* **WHAT THE TASK ASKS**: How does the data below read from its first line through the line containing "let doc = JsonFileDiscovery::new(discovery)"? Print those lines exactly.

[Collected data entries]
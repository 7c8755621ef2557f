//! `supaforge compile` turns a saved discovery document into tools JSON.

use crate::SelectionArgs;
use std::path::Path;
use supaforge_adapter_pg::JsonFileDiscovery;
use supaforge_compiler::{CompileRequest, compile};
use supaforge_core::{DiscoveryDocument, DiscoverySnapshot, ForgeConfig};
use supaforge_runtime::{DiscoveryProvider, ToolsBlock};
use tracing::warn;

pub async fn run(config: &ForgeConfig, discovery: &Path, selection: &SelectionArgs) -> anyhow::Result<()> {
    let doc = JsonFileDiscovery::new(discovery)
        .discover(&discovery.display().to_string())
        .await?;
    let block = compile_document(config, doc, selection);
    println!("{}", serde_json::to_string_pretty(&block)?);
    Ok(())
}

/// Compile `doc`, falling back to the configured default categories when
/// none were selected.
pub fn compile_document(
    config: &ForgeConfig,
    doc: DiscoveryDocument,
    selection: &SelectionArgs,
) -> ToolsBlock {
    let snapshot = DiscoverySnapshot::from_document_lenient(doc);
    for limitation in snapshot.limitations() {
        warn!(tool = %limitation.tool, error = %limitation.error, "Discovery limitation");
    }

    let categories = if selection.categories.is_empty() {
        config.compiler.default_categories.clone()
    } else {
        selection.categories.clone()
    };
    let mut request =
        CompileRequest::new(categories).allow_sensitive_writes(selection.allow_sensitive_writes);
    if !selection.tables.is_empty() {
        request = request.with_tables(selection.tables.iter().cloned());
    }

    let output = compile(&snapshot, &config.compiler, &request);
    ToolsBlock {
        tools: output.tools,
        skipped: output.skipped,
    }
}

#[cfg(test)]
mod tests {
    use super::*;
    use serde_json::json;
    use supaforge_core::Operation;

    fn document() -> DiscoveryDocument {
        serde_json::from_value(json!({
            "tables": [{
                "schema": "public", "name": "orders",
                "columns": [
                    {"name": "id", "type": "bigint", "nullable": false},
                    {"name": "total", "type": "numeric"}
                ],
                "primary_key": ["id"],
                "rls_enabled": true,
                "policies": [{"name": "own_orders", "command": "ALL"}]
            }]
        }))
        .unwrap()
    }

    #[test]
    fn test_defaults_to_configured_categories() {
        let block = compile_document(&ForgeConfig::default(), document(), &SelectionArgs::default());
        assert!(!block.tools.is_empty());
        assert!(block.tools.iter().all(|t| t.operation == Operation::Select));
    }

    #[test]
    fn test_selected_categories_and_unknown_table() {
        let selection = SelectionArgs {
            categories: vec![Operation::Select, Operation::Update],
            tables: vec!["orders".into(), "missing".into()],
            allow_sensitive_writes: false,
        };
        let block = compile_document(&ForgeConfig::default(), document(), &selection);
        assert!(block.tools.iter().any(|t| t.operation == Operation::Update));
        assert!(block.skipped.iter().any(|s| s.resource == "missing"));
    }
}
impl<D: DiscoveryProvider, E: SqlExecutor, P: OperatorPrompt> Coordinator<D, E, P> {
    pub fn new(config: ForgeConfig, discovery: D, executor: E, prompt: P) -> Self {
        Self {
            config,
            discovery,
            executor,
            prompt,
            cancel: CancelHandle::new(),
        }
    }

    pub fn config(&self) -> &ForgeConfig {
        &self.config
    }

    /// Handle for cancelling the session from another task.
    ///
    /// A cancel issued while no session runs applies to the next `run`.
    /// Each `run` clears the handle when it finishes.
    pub fn cancel_handle(&self) -> CancelHandle {
        self.cancel.clone()
    }

    /// Run a session to `Done` or `Aborted`.
    pub async fn run(&self, inputs: SessionInputs) -> WorkflowOutcome {
        let mut session = Session::new(inputs);

        while !session.state.is_terminal() {
            if session.state.accepts_cancellation() && self.cancel.is_cancelled() {
                let next = session.abort(format!("cancelled by operator during {}", session.state));
                session.transition(next);
                break;
            }

            let step = match session.state {
                WorkflowState::CollectingInputs => self.collect_inputs(&mut session).await,
                WorkflowState::Discovering => self.discover(&mut session).await,
                WorkflowState::Compiling => self.compile(&mut session),
                WorkflowState::AwaitingConfirmation => self.await_confirmation(&mut session).await,
                WorkflowState::Provisioning => self.provision(&mut session).await,
                WorkflowState::Assembling => Ok(WorkflowState::Done),
                WorkflowState::Done | WorkflowState::Aborted => break,
            };

            match step {
                Ok(next) => session.transition(next),
                Err(err) => {
                    tracing::warn!(state = %session.state, error = %err, "Workflow aborted");
                    session.error = Some(err);
                    session.transition(WorkflowState::Aborted);
                }
            }
        }

        self.cancel.reset();
        let bundle = assemble(&self.config.mcp_client, &session.inputs, &session.results);

        WorkflowOutcome {
            final_state: session.state,
            history: session.history,
            error: session.error,
            abort_reason: session.abort_reason,
            inputs: session.inputs,
            bundle,
        }
    }

    // -------------------------------------------------------------------------
    // CollectingInputs
    // -------------------------------------------------------------------------

    async fn collect_inputs(&self, session: &mut Session) -> Result<WorkflowState, ForgeError> {
        for round in 1..=self.config.workflow.max_prompt_rounds {
            let missing = pending_fields(session);
            if missing.is_empty() {
                break;
            }
            tracing::debug!(round, missing = ?missing, "Asking operator for inputs");

            let answer = self
                .prompt
                .ask_missing(&missing)
                .await
                .map_err(|e| ForgeError::collaborator(Collaborator::Prompt, format!("{:#}", e)))?;

            match answer {
                InputAnswer::Abort => {
                    return Ok(session.abort("operator aborted while inputs were collected"));
                }
                InputAnswer::Values(values) => {
                    session.declined.extend(values.declined.iter().copied());
                    session.inputs.merge(values);
                }
            }
        }

        let declined_required: Vec<String> = session
            .declined
            .iter()
            .filter(|f| f.is_required() && !session.inputs.has(**f))
            .map(|f| f.to_string())
            .collect();
        if !declined_required.is_empty() {
            return Err(ForgeError::InputIncomplete(declined_required));
        }

        let still_missing = pending_fields(session);
        if !still_missing.is_empty() {
            return Err(ForgeError::InputIncomplete(
                still_missing.iter().map(|f| f.to_string()).collect(),
            ));
        }

        session.categories = match &session.inputs.categories {
            Some(categories) => categories.clone(),
            None => self.config.compiler.default_categories.iter().copied().collect(),
        };

        Ok(WorkflowState::Discovering)
    }

    // -------------------------------------------------------------------------
    // Discovering
    // -------------------------------------------------------------------------

    async fn discover(&self, session: &mut Session) -> Result<WorkflowState, ForgeError> {
        let project_ref = session
            .inputs
            .project_ref
            .clone()
            .ok_or_else(|| ForgeError::InputIncomplete(vec![InputField::ProjectRef.to_string()]))?;

        let attempts = if self.config.workflow.retry_collaborator_once { 2 } else { 1 };
        let mut last_error: Option<String> = None;

        for attempt in 1..=attempts {
            match self.discovery.discover(&project_ref).await {
                Ok(doc) => {
                    if let Some(previous) = last_error.take() {
                        session.results.workflow_limitations.push(Limitation::new(
                            DISCOVERY_LIMITATION_TOOL,
                            format!("first attempt failed and was retried: {}", previous),
                        ));
                    }
                    let snapshot = DiscoverySnapshot::from_document_lenient(doc);
                    tracing::info!(
                        project_ref = %project_ref,
                        tables = snapshot.tables().len(),
                        functions = snapshot.functions().len(),
                        limitations = snapshot.limitations().len(),
                        "Discovery finished"
                    );
                    session.results.snapshot = Some(snapshot);
                    return Ok(WorkflowState::Compiling);
                }
                Err(err) => {
                    let text = format!("{:#}", err);
                    tracing::warn!(attempt, error = %text, "Discovery attempt failed");
                    last_error = Some(text);
                }
            }
        }

        let text = last_error.unwrap_or_default();
        let recorded = if attempts > 1 {
            format!("{} (retried once)", text)
        } else {
            text.clone()
        };
        session
            .results
            .workflow_limitations
            .push(Limitation::new(DISCOVERY_LIMITATION_TOOL, recorded));
        Err(ForgeError::collaborator(Collaborator::Discovery, text))
    }

    // -------------------------------------------------------------------------
    // Compiling / AwaitingConfirmation
    // -------------------------------------------------------------------------

    fn compile(&self, session: &mut Session) -> Result<WorkflowState, ForgeError> {
        let output = {
            let snapshot = session.results.snapshot.as_ref().ok_or_else(|| {
                ForgeError::MalformedDiscovery("no discovery snapshot to compile".to_string())
            })?;
            let mut request = CompileRequest::new(session.categories.iter().copied())
                .allow_sensitive_writes(session.inputs.allow_sensitive_writes);
            if let Some(tables) = &session.inputs.tables {
                request = request.with_tables(tables.iter().cloned());
            }
            compile(snapshot, &self.config.compiler, &request)
        };

        session.compile_rounds += 1;
        tracing::info!(
            round = session.compile_rounds,
            tools = output.tools.len(),
            skipped = output.skipped.len(),
            "Compilation round finished"
        );
        session.results.compiled = Some(output);
        Ok(WorkflowState::AwaitingConfirmation)
    }

    async fn await_confirmation(&self, session: &mut Session) -> Result<WorkflowState, ForgeError> {
        let decision = {
            let (Some(snapshot), Some(output)) =
                (&session.results.snapshot, &session.results.compiled)
            else {
                return Err(ForgeError::MalformedDiscovery(
                    "nothing compiled to confirm".to_string(),
                ));
            };
            let review = Review {
                project_ref: session.inputs.project_ref.as_deref().unwrap_or_default(),
                categories: &session.categories,
                output,
                limitations: snapshot.limitations(),
                round: session.compile_rounds,
            };
            self.prompt
                .confirm(&review)
                .await
                .map_err(|e| ForgeError::collaborator(Collaborator::Prompt, format!("{:#}", e)))?
        };

        match decision {
            Confirmation::Accept { provision: None } => Ok(WorkflowState::Assembling),
            Confirmation::Accept {
                provision: Some(request),
            } => {
                session.provision = Some(request);
                Ok(WorkflowState::Provisioning)
            }
            Confirmation::Regenerate { categories } => {
                if session.compile_rounds > self.config.workflow.max_regenerations {
                    return Ok(session.abort(format!(
                        "regeneration limit of {} reached without acceptance",
                        self.config.workflow.max_regenerations
                    )));
                }
                tracing::debug!(categories = ?categories, "Operator requested regeneration");
                session.categories = categories;
                Ok(WorkflowState::Compiling)
            }
            Confirmation::Abort => Ok(session.abort("operator rejected the compiled tools")),
        }
    }

    // -------------------------------------------------------------------------
    // Provisioning
    // -------------------------------------------------------------------------

    async fn provision(&self, session: &mut Session) -> Result<WorkflowState, ForgeError> {
        let request = session.provision.unwrap_or_default();

        let proceed = if request.execute {
            self.cancel.dispatch()
        } else {
            !self.cancel.is_cancelled()
        };
        if !proceed {
            return Ok(session.abort("cancelled before provisioning was dispatched"));
        }

        let mut block = SqlBlock {
            executed: request.execute,
            notes: setup_notes(),
            ..Default::default()
        };
        let mut results: Vec<String> = Vec::new();

        let mut state = match self.executor.provisioned_objects().await {
            Ok(state) => state,
            Err(err) => {
                block.notes.push(format!(
                    "could not inspect existing provisioning objects, planned for a fresh target: {:#}",
                    err
                ));
                ProvisionState::fresh()
            }
        };

        let setup = plan_setup(&state);
        if setup.is_empty() {
            block
                .notes
                .push("configuration store already provisioned; no setup statements needed".to_string());
        }
        block.sql = setup.render();

        let outcome = if request.execute && !setup.is_empty() {
            match self.execute(&setup, &mut block.notes).await {
                Ok(report) => {
                    results.push(format!("setup: {}", report.message));
                    state.apply(&setup);
                    SetupOutcome::observe(&state)
                }
                Err(text) => {
                    results.push(format!("setup: {}", text));
                    SetupOutcome::failed(text)
                }
            }
        } else {
            SetupOutcome::observe(&state)
        };

        if !request.execute && !setup.is_empty() {
            block
                .notes
                .push("SQL was not executed; run it with an administrative connection".to_string());
        }
        if request.insert_tools {
            self.insert_tools(session, request, &outcome, &mut block, &mut results)
                .await;
        }

        block.execution_result = if results.is_empty() {
            None
        } else {
            Some(results.join("\n"))
        };
        session.results.sql = Some(block);
        Ok(WorkflowState::Assembling)
    }

    async fn insert_tools(
        &self,
        session: &Session,
        request: ProvisionRequest,
        outcome: &SetupOutcome,
        block: &mut SqlBlock,
        results: &mut Vec<String>,
    ) {
        let Some(email) = session.inputs.owner_email.clone() else {
            block
                .notes
                .push("owner email was not provided; tools were not stored".to_string());
            return;
        };
        let tools = session
            .results
            .compiled
            .as_ref()
            .map(|c| c.tools.clone())
            .unwrap_or_default();

        let insert = VersionedInsert {
            email,
            project_name: session.inputs.project_name.clone(),
            tools: ToolsDocument { tools },
        };

        let set = match plan_versioned_insert(outcome, &insert) {
            Ok(set) => set,
            Err(err) => {
                block.notes.push(format!("insert withheld: {}", err));
                return;
            }
        };
        block.insert_sql = Some(set.render());

        if request.execute {
            match self.execute(&set, &mut block.notes).await {
                Ok(report) => results.push(format!("insert: {}", report.message)),
                Err(text) => results.push(format!("insert: {}", text)),
            }
        }
    }

    /// Run `set`, retrying once when configured. Errors come back as the
    /// executor's own text.
    async fn execute(&self, set: &StatementSet, notes: &mut Vec<String>) -> Result<ExecutionReport, String> {
        let attempts = if self.config.workflow.retry_collaborator_once { 2 } else { 1 };
        let mut last_error = String::new();

        for attempt in 1..=attempts {
            tracing::info!(
                attempt,
                statements = set.len(),
                transactional = set.transactional,
                "Dispatching statements"
            );
            match self.executor.execute(set).await {
                Ok(report) => return Ok(report),
                Err(err) => {
                    last_error = format!("{:#}", err);
                    tracing::warn!(attempt, error = %last_error, "Execution failed");
                    if attempt < attempts {
                        notes.push(format!(
                            "execution failed and was retried once: {}",
                            last_error
                        ));
                    }
                }
            }
        }
        Err(last_error)
    }
}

* **RESPONSE**:
repository 7c8755621ef2557f
//! `supaforge compile` turns a saved discovery document into tools JSON.

use crate::SelectionArgs;
use std::path::Path;
use supaforge_adapter_pg::JsonFileDiscovery;
use supaforge_compiler::{CompileRequest, compile};
use supaforge_core::{DiscoveryDocument, DiscoverySnapshot, ForgeConfig};
use supaforge_runtime::{DiscoveryProvider, ToolsBlock};
use tracing::warn;

pub async fn run(config: &ForgeConfig, discovery: &Path, selection: &SelectionArgs) -> anyhow::Result<()> {
    let doc = JsonFileDiscovery::new(discovery)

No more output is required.